By Prof. Laurence Walsh

New Products Whitening Teeth whitening

Oral-B has entered the competitive tooth whitening market with its new 3D White Whitestrips range that offers dental professionals a new option for patients looking to gain and maintain a whiter smile. Oral-B 3D White Whitestrips follow the highly successful Crest Whitestrips developed in the US by parent company Procter & Gamble.
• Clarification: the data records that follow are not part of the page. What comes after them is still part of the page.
// Copyright (c) 2025 Erick Bourgeois, firestoned
// SPDX-License-Identifier: MIT

//! Unit tests for `chart.rs`

#[cfg(test)]
mod tests {
    use crate::reconcilers::app::chart::ChartResource;
    use crate::context::ReconcileCtx;
    use crate::crd::{
        App, AppSpec, AppSpecKubeConfig, Catalog, CatalogSpec, CatalogSpecStorage, Chart,
        ChartSpec,
    };
    use crate::reconcilers::resources::{ChainResource, Change};
    use crate::settings::Settings;
    use std::collections::BTreeMap;
    use std::time::Duration;

    fn test_settings() -> Settings {
        Settings {
            chart_namespace: "giantswarm".to_string(),
            image_registry: "quay.io".to_string(),
            http_client_timeout: Duration::from_secs(10),
            resync_period: Duration::from_secs(300),
            unique_app: false,
            webhook_base_url: None,
            webhook_auth_token: None,
            version: "3.0.0".to_string(),
        }
    }

    fn test_app() -> App {
        let mut app = App::new(
            "foo",
            AppSpec {
                name: "foo".to_string(),
                namespace: "monitoring".to_string(),
                version: "1.2.3".to_string(),
                catalog: "default".to_string(),
                catalog_namespace: None,
                kube_config: AppSpecKubeConfig {
                    in_cluster: true,
                    secret: None,
                    context: None,
                },
                config: None,
                user_config: None,
            },
        );
        app.metadata.namespace = Some("org-acme".to_string());
        app
    }

    fn test_catalog() -> Catalog {
        Catalog::new(
            "default",
            CatalogSpec {
                title: None,
                description: None,
                storage: CatalogSpecStorage {
                    storage_type: "helm".to_string(),
                    url: "https://example/repo".to_string(),
                },
                config: None,
            },
        )
    }

    fn desired(unit: &ChartResource, app: &App, rctx: &ReconcileCtx) -> Chart {
        unit.desired_chart(app, &test_catalog(), rctx)
    }

    #[test]
    fn test_desired_chart_identity_and_tarball_url() {
        let unit = ChartResource::new(&test_settings());
        let chart = desired(&unit, &test_app(), &ReconcileCtx::default());

        assert_eq!(chart.metadata.name.as_deref(), Some("foo"));
        assert_eq!(chart.metadata.namespace.as_deref(), Some("giantswarm"));
        assert_eq!(chart.spec.name, "foo");
        assert_eq!(chart.spec.namespace, "monitoring");
        assert_eq!(chart.spec.version, "1.2.3");
        assert_eq!(chart.spec.catalog, "default");
        assert_eq!(
            chart.spec.tarball_url,
            "https://example/repo/foo-1.2.3.tgz"
        );
    }

    #[test]
    fn test_desired_chart_has_no_config_when_nothing_merged() {
        let unit = ChartResource::new(&test_settings());
        let chart = desired(&unit, &test_app(), &ReconcileCtx::default());

        assert!(chart.spec.config.is_none());
    }

    #[test]
    fn test_desired_chart_references_only_existing_derived_objects() {
        let unit = ChartResource::new(&test_settings());

        let mut rctx = ReconcileCtx::default();
        rctx.config_map_desired = true;
        let chart = desired(&unit, &test_app(), &rctx);

        let config = chart.spec.config.expect("config must be present");
        let config_map = config.config_map.expect("config map ref must be present");
        assert_eq!(config_map.name, "foo-chart-values");
        assert_eq!(config_map.namespace, "giantswarm");
        assert!(config.secret.is_none());

        let mut rctx = ReconcileCtx::default();
        rctx.config_map_desired = true;
        rctx.secret_desired = true;
        let chart = desired(&unit, &test_app(), &rctx);

        let config = chart.spec.config.expect("config must be present");
        assert_eq!(config.secret.unwrap().name, "foo-chart-secrets");
    }

    #[test]
    fn test_desired_chart_labels() {
        let unit = ChartResource::new(&test_settings());
        let chart = desired(&unit, &test_app(), &ReconcileCtx::default());

        let labels = chart.metadata.labels.expect("labels must be present");
        assert_eq!(
            labels.get("giantswarm.io/managed-by").map(String::as_str),
            Some("app-operator")
        );
        assert_eq!(
            labels
                .get("chart-operator.giantswarm.io/version")
                .map(String::as_str),
            Some("1.0.0")
        );
    }

    #[test]
    fn test_chart_operator_version_carried_from_app_label() {
        let unit = ChartResource::new(&test_settings());
        let mut app = test_app();
        app.metadata.labels = Some(BTreeMap::from([(
            "chart-operator.giantswarm.io/version".to_string(),
            "2.7.0".to_string(),
        )]));

        let chart = desired(&unit, &app, &ReconcileCtx::default());
        let labels = chart.metadata.labels.unwrap();
        assert_eq!(
            labels
                .get("chart-operator.giantswarm.io/version")
                .map(String::as_str),
            Some("2.7.0")
        );
    }

    #[test]
    fn test_chart_operator_annotations_carried_from_app() {
        let unit = ChartResource::new(&test_settings());
        let mut app = test_app();
        app.metadata.annotations = Some(BTreeMap::from([
            (
                "chart-operator.giantswarm.io/cordon-reason".to_string(),
                "maintenance".to_string(),
            ),
            (
                "app-operator.giantswarm.io/paused".to_string(),
                "true".to_string(),
            ),
        ]));

        let chart = desired(&unit, &app, &ReconcileCtx::default());
        let annotations = chart.metadata.annotations.unwrap();
        assert_eq!(
            annotations
                .get("chart-operator.giantswarm.io/cordon-reason")
                .map(String::as_str),
            Some("maintenance")
        );
        // App-operator owned annotations stay on the App.
        assert!(!annotations.contains_key("app-operator.giantswarm.io/paused"));
    }

    #[test]
    fn test_webhook_annotation_when_configured() {
        let mut settings = test_settings();
        settings.webhook_base_url = Some("https://webhook.example".to_string());
        let unit = ChartResource::new(&settings);

        let chart = desired(&unit, &test_app(), &ReconcileCtx::default());
        let annotations = chart.metadata.annotations.unwrap();
        assert_eq!(
            annotations
                .get("chart-operator.giantswarm.io/webhook-url")
                .map(String::as_str),
            Some("https://webhook.example/org-acme/foo")
        );
    }

    #[test]
    fn test_equality_ignores_server_managed_metadata() {
        let unit = ChartResource::new(&test_settings());
        let desired_chart = desired(&unit, &test_app(), &ReconcileCtx::default());

        let mut current = desired_chart.clone();
        current.metadata.resource_version = Some("12345".to_string());
        current.metadata.uid = Some("b7e9".to_string());

        assert!(unit.states_equal(&current, &desired_chart));
        assert_eq!(
            unit.new_update_change(Some(&current), Some(&desired_chart)),
            None
        );
    }

    #[test]
    fn test_update_change_carries_current_resource_version() {
        let unit = ChartResource::new(&test_settings());
        let desired_chart = desired(&unit, &test_app(), &ReconcileCtx::default());

        let mut current = desired_chart.clone();
        current.metadata.resource_version = Some("12345".to_string());
        current.spec.version = "1.0.0".to_string();

        match unit.new_update_change(Some(&current), Some(&desired_chart)) {
            Some(Change::Update(update)) => {
                assert_eq!(update.metadata.resource_version.as_deref(), Some("12345"));
                assert_eq!(update.spec.version, "1.2.3");
            }
            other => panic!("expected update change, got {other:?}"),
        }
    }

    #[test]
    fn test_spec_change_triggers_update() {
        let unit = ChartResource::new(&test_settings());
        let desired_chart = desired(&unit, &test_app(), &ReconcileCtx::default());

        let mut current = desired_chart.clone();
        current.spec.tarball_url = "https://example/repo/foo-1.0.0.tgz".to_string();

        assert!(!unit.states_equal(&current, &desired_chart));
    }

    #[test]
    fn test_deletion_marker_names_the_chart() {
        // During the delete sweep the desired state is a bare shell carrying
        // only identity, enough for the delete diff.
        let chart = Chart::new("foo", ChartSpec::default());
        assert_eq!(chart.metadata.name.as_deref(), Some("foo"));
    }
}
Offering a sustained release of hydrogen peroxide (HP), Whitestrips provide a valuable addition to the group of measures which patients can undertake after completing in-office or professional supervised home bleaching treatments (Table 1). Lifestyle advice designed to reduce extrinsic staining typically focuses on avoiding highly coloured foods and those containing tannins and other highly adherent coloured substances (Table 2), but this advice is often rather impractical, given a patient's preferences for foods and beverages, and the difficulty in changing long standing behaviours which are inherently pleasurable.

Table 1. Advantages

For the patient

  • Lower cost than gel in custom trays
  • Simple application method
  • Minimal peroxide ingestion
  • Minimal adverse soft tissue effects
  • Safe if used for extended periods
  • No damage to tooth structure

For the dental professional

  • High patient compliance
  • Proven effectiveness
  • Can be applied selectively to teeth
  • Controlled delivery ensures correct delivery to tooth surface
  • Less chairside time as impressions and tray fabrication are not required

Table 2. Advice following professional bleaching treatments

Immediately after treatment (for the first 24 hours)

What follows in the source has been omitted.